From Publishers Weekly
Decker's debut, styled as an illustrated letter from an American medic to his child at the end of WW I, indicates the difficulties of explaining war to a young audience. Scant background is provided—readers never hear who is fighting whom, or why—but the title page vaguely announces a setting (Europe, 1918), and the letter-writer is recognizable by his Red Cross armband and lack of a rifle. Terse words and pictures of icy weather convey his physical coldness and raw boredom, although he rarely speaks of his medical duties. One pen-and-ink drawing appears per page, a postcard-size rectangle captioned with an oblique statement about what he has endured. The medic remembers his infantry's march to the front lines, passing beneath American and French flags. On a stark, barbed-wire-strewn battlefield ("Some nights were alive with fireworks"), a soldier peeks out of a sandbagged trench as white explosions crack the sky. "Sometimes we played hide and seek," says the medic ingenuously, as he and others evade shadowy armed figures. The soldiers' bland faces, with no mouths, eyes turned down at the corners, convey dejection, and some details recall antiwar novels such as
Slaughterhouse-Five ("Hendricks found a woman's coat. We all laughed.... He said that it kept him warm"). Yet the medic's "prayer" as his ship glides toward the Statue of Liberty ("
Compassion as action to ease the pain of the world") remains as enigmatic as the situation. The retrospective "letter," which alludes to death while remaining nonjudgmental, implies the painful realities that adults try to withhold from children. All ages.
(Nov.) Copyright © Reed Business Information, a division of Reed Elsevier Inc. All rights reserved.

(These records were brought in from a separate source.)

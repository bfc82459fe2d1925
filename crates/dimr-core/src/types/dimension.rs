//! Dimensional formulas over the seven SI base dimensions

use crate::error::{CalcError, Result};
use serde::{Deserialize, Serialize};
use std::fmt;

/// A physical quantity's "shape": one integer exponent per SI base
/// dimension. Two quantities may be added or compared iff their formulas
/// are equal; multiplication and division combine formulas exponent-wise.
#[derive(Debug, Clone, Copy, PartialEq, Eq, Hash, Serialize, Deserialize)]
pub struct DimensionalFormula {
    length: i32,
    mass: i32,
    time: i32,
    current: i32,
    temperature: i32,
    amount: i32,
    luminosity: i32,
}

impl DimensionalFormula {
    /// The dimensionless formula (all exponents zero).
    pub const DIMENSIONLESS: DimensionalFormula = DimensionalFormula::new(0, 0, 0, 0, 0, 0, 0);

    /// Length (L).
    pub const LENGTH: DimensionalFormula = DimensionalFormula::new(1, 0, 0, 0, 0, 0, 0);
    /// Mass (M).
    pub const MASS: DimensionalFormula = DimensionalFormula::new(0, 1, 0, 0, 0, 0, 0);
    /// Time (T).
    pub const TIME: DimensionalFormula = DimensionalFormula::new(0, 0, 1, 0, 0, 0, 0);
    /// Electric current (I).
    pub const CURRENT: DimensionalFormula = DimensionalFormula::new(0, 0, 0, 1, 0, 0, 0);
    /// Thermodynamic temperature (Θ).
    pub const TEMPERATURE: DimensionalFormula = DimensionalFormula::new(0, 0, 0, 0, 1, 0, 0);
    /// Amount of substance (N).
    pub const AMOUNT: DimensionalFormula = DimensionalFormula::new(0, 0, 0, 0, 0, 1, 0);
    /// Luminous intensity (J).
    pub const LUMINOSITY: DimensionalFormula = DimensionalFormula::new(0, 0, 0, 0, 0, 0, 1);

    /// Build a formula from all seven exponents, in SI order
    /// (L, M, T, I, Θ, N, J).
    pub const fn new(
        length: i32,
        mass: i32,
        time: i32,
        current: i32,
        temperature: i32,
        amount: i32,
        luminosity: i32,
    ) -> Self {
        Self {
            length,
            mass,
            time,
            current,
            temperature,
            amount,
            luminosity,
        }
    }

    pub const fn length(&self) -> i32 {
        self.length
    }

    pub const fn mass(&self) -> i32 {
        self.mass
    }

    pub const fn time(&self) -> i32 {
        self.time
    }

    pub const fn current(&self) -> i32 {
        self.current
    }

    pub const fn temperature(&self) -> i32 {
        self.temperature
    }

    pub const fn amount(&self) -> i32 {
        self.amount
    }

    pub const fn luminosity(&self) -> i32 {
        self.luminosity
    }

    /// Exponents paired with their conventional dimension symbols,
    /// in SI order.
    pub fn exponents(&self) -> [(char, i32); 7] {
        [
            ('L', self.length),
            ('M', self.mass),
            ('T', self.time),
            ('I', self.current),
            ('Θ', self.temperature),
            ('N', self.amount),
            ('J', self.luminosity),
        ]
    }

    /// Formula of a product: exponent-wise sum.
    pub const fn multiply(&self, other: &DimensionalFormula) -> DimensionalFormula {
        DimensionalFormula::new(
            self.length + other.length,
            self.mass + other.mass,
            self.time + other.time,
            self.current + other.current,
            self.temperature + other.temperature,
            self.amount + other.amount,
            self.luminosity + other.luminosity,
        )
    }

    /// Formula of a quotient: exponent-wise difference.
    pub const fn divide(&self, other: &DimensionalFormula) -> DimensionalFormula {
        DimensionalFormula::new(
            self.length - other.length,
            self.mass - other.mass,
            self.time - other.time,
            self.current - other.current,
            self.temperature - other.temperature,
            self.amount - other.amount,
            self.luminosity - other.luminosity,
        )
    }

    /// Formula of an integer power. `n` may be negative; zero yields the
    /// dimensionless formula.
    pub const fn power(&self, n: i32) -> DimensionalFormula {
        DimensionalFormula::new(
            self.length * n,
            self.mass * n,
            self.time * n,
            self.current * n,
            self.temperature * n,
            self.amount * n,
            self.luminosity * n,
        )
    }

    /// Formula of an n-th root: exponent-wise division.
    ///
    /// Fails if any exponent is not evenly divisible by `n`, naming the
    /// first offending dimension. A root of zero degree is rejected.
    pub fn root(&self, n: i32) -> Result<DimensionalFormula> {
        if n == 0 {
            return Err(CalcError::operation("cannot take a root of degree 0"));
        }
        for (symbol, exponent) in self.exponents() {
            if exponent % n != 0 {
                return Err(CalcError::operation(format!(
                    "cannot take root {n} of formula {self}: exponent {exponent} of {symbol} is not divisible by {n}"
                )));
            }
        }
        Ok(DimensionalFormula::new(
            self.length / n,
            self.mass / n,
            self.time / n,
            self.current / n,
            self.temperature / n,
            self.amount / n,
            self.luminosity / n,
        ))
    }

    /// True iff all seven exponents are zero.
    pub const fn is_dimensionless(&self) -> bool {
        self.length == 0
            && self.mass == 0
            && self.time == 0
            && self.current == 0
            && self.temperature == 0
            && self.amount == 0
            && self.luminosity == 0
    }

    /// Structural equality of all seven exponents: the sole criterion for
    /// whether two quantities may be added, subtracted, or compared.
    pub fn is_compatible_with(&self, other: &DimensionalFormula) -> bool {
        self == other
    }
}

impl fmt::Display for DimensionalFormula {
    /// Formats as e.g. `L^2 T^-1`; the dimensionless formula prints `1`.
    fn fmt(&self, f: &mut fmt::Formatter<'_>) -> fmt::Result {
        if self.is_dimensionless() {
            return write!(f, "1");
        }
        let mut first = true;
        for (symbol, exponent) in self.exponents() {
            if exponent == 0 {
                continue;
            }
            if !first {
                write!(f, " ")?;
            }
            first = false;
            if exponent == 1 {
                write!(f, "{symbol}")?;
            } else {
                write!(f, "{symbol}^{exponent}")?;
            }
        }
        Ok(())
    }
}

/// A named dimension: a human-readable label over a dimensional formula.
/// Error messages name dimensions, not raw exponent tuples.
#[derive(Debug, Clone, PartialEq, Eq, Hash, Serialize, Deserialize)]
pub struct Dimension {
    name: String,
    formula: DimensionalFormula,
}

impl Dimension {
    pub fn new(name: impl Into<String>, formula: DimensionalFormula) -> Self {
        Self {
            name: name.into(),
            formula,
        }
    }

    pub fn name(&self) -> &str {
        &self.name
    }

    pub fn formula(&self) -> &DimensionalFormula {
        &self.formula
    }

    pub fn is_compatible_with(&self, other: &Dimension) -> bool {
        self.formula.is_compatible_with(&other.formula)
    }
}

impl fmt::Display for Dimension {
    fn fmt(&self, f: &mut fmt::Formatter<'_>) -> fmt::Result {
        write!(f, "{}", self.name)
    }
}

From School Library Journal
Grade 6 Up–This spare, somber picture book is best suited to older students or adults as readers must have some background knowledge of World War I to comprehend it. Careful attention to the black-and-white, pen-and-ink illustrations is required in order to understand the details that are not spelled out in the slight text. The title page features a picture of old-fashioned twin-wing airplanes. A banner in the corner says, 1918 Europe. The story begins with an illustration of a man writing a letter. It reads, I did not want to write to you until I could say that I would be home soon. His descriptions are brief but emotion-filled. As the book progresses, readers learn that he is encapsulating his entire wartime experience in this one letter. They see the journey across a great body of water, then soldiers marching with packs. The illustrations show fortifications with barbed wire and foxholes. The boredom and anxiety of waiting are both conveyed. A signal bird finally brings the long-awaited news–It ends, 11:00 a.m. 11/11. A boat passes the Statue of Liberty, providing the clue that the man is returning home. The final image shows a boy holding a letter beside the still-open mailbox as a man in a soldiers uniform appears before him. A thoughtful reminiscence thats sure to spark discussion.